* **Exercise requirements**: Out of the entries that follow, copy each line containing "write".

[Data excerpts]
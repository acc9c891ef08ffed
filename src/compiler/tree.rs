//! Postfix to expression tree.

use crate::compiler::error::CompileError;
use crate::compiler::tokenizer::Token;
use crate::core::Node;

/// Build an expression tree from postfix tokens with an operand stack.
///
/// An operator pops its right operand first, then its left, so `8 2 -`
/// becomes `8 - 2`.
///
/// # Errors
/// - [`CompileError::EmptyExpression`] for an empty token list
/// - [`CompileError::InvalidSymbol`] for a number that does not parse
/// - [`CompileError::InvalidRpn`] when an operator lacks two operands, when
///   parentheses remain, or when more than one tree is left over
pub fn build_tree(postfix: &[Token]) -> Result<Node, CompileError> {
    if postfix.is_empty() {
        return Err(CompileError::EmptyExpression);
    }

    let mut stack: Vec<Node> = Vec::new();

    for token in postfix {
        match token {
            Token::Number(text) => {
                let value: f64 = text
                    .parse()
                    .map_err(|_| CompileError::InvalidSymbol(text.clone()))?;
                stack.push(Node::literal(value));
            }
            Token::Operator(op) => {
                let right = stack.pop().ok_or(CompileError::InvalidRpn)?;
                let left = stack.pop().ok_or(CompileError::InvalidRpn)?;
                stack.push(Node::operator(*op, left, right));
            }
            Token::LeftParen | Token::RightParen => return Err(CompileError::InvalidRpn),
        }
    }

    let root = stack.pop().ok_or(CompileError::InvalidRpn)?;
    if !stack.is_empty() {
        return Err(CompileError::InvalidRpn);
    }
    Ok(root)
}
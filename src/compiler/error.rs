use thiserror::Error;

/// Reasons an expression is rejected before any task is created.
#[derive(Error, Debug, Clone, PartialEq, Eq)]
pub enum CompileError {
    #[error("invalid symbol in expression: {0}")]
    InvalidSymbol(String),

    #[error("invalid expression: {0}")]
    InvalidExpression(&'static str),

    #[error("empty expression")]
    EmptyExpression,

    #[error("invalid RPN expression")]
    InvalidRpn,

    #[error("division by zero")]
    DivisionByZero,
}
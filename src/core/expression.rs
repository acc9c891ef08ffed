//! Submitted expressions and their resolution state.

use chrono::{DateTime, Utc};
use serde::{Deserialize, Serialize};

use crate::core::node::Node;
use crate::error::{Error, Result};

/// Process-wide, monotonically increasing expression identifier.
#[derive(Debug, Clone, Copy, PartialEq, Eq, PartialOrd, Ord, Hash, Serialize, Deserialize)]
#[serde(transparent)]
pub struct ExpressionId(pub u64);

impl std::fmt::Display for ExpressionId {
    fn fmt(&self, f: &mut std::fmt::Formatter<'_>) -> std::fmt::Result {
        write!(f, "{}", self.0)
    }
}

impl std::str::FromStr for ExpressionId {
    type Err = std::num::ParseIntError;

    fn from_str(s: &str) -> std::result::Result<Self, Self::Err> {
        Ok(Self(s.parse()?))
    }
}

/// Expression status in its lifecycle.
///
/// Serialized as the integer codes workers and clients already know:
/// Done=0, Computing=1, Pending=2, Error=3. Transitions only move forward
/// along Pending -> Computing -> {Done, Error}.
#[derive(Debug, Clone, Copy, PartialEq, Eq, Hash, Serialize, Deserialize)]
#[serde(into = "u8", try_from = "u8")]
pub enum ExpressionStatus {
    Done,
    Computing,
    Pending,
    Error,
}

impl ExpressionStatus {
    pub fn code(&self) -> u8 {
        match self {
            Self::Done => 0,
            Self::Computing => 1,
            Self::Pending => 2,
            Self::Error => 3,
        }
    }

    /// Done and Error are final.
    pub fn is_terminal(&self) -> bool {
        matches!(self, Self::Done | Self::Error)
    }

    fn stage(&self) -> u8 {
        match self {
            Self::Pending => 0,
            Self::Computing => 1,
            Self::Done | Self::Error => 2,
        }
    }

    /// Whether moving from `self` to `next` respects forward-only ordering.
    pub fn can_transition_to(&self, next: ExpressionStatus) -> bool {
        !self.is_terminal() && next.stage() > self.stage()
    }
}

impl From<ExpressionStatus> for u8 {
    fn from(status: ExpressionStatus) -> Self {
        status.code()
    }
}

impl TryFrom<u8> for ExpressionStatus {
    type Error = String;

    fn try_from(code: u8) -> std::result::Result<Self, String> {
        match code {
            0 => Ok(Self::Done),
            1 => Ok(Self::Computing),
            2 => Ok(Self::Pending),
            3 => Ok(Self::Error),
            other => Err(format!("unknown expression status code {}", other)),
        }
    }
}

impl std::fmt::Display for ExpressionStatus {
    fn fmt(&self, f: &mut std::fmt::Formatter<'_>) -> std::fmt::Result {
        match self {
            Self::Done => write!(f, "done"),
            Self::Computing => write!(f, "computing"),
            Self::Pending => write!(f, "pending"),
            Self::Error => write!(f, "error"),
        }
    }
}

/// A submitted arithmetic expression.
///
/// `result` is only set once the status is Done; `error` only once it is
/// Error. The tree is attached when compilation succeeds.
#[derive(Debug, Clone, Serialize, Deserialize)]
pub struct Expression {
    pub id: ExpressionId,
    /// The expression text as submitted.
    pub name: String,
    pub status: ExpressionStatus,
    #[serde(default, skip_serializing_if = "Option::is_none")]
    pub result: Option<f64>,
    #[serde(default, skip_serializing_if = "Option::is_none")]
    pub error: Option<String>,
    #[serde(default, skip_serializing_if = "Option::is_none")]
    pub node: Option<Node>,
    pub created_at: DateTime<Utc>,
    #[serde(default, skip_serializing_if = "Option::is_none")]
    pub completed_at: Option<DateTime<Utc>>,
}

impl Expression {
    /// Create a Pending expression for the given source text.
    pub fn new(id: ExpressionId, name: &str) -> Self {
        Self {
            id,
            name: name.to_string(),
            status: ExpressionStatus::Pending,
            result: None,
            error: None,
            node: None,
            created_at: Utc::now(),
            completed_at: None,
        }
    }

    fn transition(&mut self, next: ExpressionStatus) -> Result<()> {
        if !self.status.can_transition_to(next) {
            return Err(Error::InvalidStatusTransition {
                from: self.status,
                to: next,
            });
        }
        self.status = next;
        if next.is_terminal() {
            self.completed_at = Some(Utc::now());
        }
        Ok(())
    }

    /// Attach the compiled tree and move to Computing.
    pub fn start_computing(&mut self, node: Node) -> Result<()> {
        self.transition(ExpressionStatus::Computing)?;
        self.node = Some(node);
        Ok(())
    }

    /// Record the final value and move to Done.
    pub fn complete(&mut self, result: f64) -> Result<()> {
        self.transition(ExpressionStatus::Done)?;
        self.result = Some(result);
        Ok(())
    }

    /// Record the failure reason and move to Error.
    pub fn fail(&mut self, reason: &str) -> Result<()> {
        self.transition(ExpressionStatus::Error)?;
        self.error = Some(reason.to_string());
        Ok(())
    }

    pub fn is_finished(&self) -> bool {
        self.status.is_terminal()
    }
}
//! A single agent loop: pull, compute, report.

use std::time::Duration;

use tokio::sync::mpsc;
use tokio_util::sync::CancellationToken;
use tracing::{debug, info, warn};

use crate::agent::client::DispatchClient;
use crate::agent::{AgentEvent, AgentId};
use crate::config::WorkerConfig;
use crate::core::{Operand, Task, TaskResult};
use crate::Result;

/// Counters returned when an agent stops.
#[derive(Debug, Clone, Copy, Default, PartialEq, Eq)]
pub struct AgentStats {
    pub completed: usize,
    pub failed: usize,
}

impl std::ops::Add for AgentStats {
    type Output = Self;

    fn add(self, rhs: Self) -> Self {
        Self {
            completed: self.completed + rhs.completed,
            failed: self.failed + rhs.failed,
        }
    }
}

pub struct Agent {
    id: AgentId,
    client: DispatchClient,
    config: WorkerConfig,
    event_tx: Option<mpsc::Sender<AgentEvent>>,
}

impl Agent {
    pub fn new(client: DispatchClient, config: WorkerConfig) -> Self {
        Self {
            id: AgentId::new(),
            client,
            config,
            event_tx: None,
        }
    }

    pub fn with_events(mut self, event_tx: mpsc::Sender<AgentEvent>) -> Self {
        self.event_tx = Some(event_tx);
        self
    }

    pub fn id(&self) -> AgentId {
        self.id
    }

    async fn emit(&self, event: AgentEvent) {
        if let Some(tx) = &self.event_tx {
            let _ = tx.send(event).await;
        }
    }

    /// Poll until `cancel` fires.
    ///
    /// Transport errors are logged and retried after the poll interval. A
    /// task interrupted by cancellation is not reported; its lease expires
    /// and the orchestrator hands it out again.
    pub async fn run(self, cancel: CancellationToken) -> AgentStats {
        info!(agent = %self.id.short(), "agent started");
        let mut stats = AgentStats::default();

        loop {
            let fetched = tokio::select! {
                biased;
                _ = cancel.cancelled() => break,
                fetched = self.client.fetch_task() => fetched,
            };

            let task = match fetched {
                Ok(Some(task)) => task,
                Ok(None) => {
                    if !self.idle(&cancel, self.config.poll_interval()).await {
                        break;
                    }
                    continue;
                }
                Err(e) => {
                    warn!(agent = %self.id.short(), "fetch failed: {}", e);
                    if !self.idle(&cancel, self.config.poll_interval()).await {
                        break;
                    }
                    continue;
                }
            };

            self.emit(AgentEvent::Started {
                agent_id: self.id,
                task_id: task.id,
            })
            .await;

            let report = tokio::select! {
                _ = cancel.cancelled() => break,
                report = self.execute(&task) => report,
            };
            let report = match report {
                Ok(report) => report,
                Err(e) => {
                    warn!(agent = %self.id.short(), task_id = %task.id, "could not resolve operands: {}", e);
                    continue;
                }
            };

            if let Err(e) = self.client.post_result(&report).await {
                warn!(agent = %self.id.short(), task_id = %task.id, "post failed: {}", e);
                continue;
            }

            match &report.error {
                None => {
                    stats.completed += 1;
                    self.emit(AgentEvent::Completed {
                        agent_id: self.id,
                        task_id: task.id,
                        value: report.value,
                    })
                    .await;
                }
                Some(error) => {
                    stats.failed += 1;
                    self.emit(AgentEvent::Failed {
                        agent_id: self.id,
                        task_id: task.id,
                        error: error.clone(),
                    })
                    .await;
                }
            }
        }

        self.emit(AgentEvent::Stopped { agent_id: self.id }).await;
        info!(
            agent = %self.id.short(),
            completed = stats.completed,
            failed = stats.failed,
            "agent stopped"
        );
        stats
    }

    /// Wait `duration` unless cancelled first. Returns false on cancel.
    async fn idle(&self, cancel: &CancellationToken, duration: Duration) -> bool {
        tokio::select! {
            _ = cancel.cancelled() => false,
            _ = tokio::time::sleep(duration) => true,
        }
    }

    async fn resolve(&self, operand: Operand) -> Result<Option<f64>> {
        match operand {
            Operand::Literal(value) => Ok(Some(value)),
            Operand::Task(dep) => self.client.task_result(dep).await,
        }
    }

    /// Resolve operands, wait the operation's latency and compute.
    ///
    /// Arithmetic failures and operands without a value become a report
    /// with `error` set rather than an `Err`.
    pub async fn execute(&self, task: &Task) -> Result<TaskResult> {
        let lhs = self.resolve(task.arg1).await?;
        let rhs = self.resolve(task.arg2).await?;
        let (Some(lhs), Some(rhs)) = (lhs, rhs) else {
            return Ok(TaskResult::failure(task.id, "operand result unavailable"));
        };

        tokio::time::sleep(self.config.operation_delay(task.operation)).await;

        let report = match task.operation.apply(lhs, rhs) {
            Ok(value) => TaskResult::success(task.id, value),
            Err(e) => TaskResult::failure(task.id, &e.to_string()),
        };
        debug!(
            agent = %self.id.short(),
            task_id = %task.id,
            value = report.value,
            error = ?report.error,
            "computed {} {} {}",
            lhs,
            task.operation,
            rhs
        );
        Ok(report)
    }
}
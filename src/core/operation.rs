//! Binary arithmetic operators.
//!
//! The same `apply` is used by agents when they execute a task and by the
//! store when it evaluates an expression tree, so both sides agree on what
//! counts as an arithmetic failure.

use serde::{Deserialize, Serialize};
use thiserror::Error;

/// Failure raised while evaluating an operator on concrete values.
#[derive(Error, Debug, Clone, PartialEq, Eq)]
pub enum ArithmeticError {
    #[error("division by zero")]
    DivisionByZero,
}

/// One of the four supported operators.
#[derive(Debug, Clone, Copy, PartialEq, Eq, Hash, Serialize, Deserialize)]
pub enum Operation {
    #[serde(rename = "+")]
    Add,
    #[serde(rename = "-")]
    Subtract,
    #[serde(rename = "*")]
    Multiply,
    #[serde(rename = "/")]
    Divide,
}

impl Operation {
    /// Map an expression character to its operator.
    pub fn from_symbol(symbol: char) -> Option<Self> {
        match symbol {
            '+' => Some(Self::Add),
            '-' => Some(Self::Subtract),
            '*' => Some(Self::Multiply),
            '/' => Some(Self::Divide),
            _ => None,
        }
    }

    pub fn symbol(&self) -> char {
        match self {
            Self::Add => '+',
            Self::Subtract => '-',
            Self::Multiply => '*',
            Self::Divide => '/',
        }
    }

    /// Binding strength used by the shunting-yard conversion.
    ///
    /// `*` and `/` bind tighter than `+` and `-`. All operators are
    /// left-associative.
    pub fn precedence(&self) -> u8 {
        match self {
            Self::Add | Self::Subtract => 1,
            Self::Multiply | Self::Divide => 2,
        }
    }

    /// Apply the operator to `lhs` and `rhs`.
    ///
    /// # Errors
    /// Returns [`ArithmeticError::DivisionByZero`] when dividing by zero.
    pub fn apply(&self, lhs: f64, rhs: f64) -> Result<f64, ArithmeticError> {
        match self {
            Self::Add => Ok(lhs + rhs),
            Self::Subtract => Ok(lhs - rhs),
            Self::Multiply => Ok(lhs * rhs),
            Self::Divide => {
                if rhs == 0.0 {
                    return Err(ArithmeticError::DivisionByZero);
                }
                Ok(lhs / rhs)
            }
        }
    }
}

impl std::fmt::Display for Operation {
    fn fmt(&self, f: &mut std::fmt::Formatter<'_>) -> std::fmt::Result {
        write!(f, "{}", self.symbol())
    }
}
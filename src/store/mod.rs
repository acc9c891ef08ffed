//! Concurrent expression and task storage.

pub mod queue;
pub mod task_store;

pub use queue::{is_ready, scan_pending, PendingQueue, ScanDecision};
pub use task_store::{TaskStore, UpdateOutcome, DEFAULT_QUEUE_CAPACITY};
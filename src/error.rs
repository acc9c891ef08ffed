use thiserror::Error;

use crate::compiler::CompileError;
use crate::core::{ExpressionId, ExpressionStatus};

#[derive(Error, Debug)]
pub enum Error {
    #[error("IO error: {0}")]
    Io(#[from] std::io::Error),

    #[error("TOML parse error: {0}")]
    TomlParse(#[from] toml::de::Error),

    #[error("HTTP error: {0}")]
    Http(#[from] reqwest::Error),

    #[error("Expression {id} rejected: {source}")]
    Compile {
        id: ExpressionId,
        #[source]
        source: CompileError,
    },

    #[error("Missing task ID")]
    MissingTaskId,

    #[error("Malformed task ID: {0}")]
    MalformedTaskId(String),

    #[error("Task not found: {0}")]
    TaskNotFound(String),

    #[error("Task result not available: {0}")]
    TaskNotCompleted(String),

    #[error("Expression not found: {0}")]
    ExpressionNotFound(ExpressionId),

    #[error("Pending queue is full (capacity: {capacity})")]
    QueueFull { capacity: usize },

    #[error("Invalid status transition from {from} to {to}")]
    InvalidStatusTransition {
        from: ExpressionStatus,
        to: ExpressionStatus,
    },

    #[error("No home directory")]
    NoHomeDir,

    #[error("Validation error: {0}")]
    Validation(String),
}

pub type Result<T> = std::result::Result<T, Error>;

* **Problem solution**:
        write!(f, "{}", self.0)
            Self::Done => write!(f, "done"),
            Self::Computing => write!(f, "computing"),
            Self::Pending => write!(f, "pending"),
            Self::Error => write!(f, "error"),
        write!(f, "{}", self.symbol())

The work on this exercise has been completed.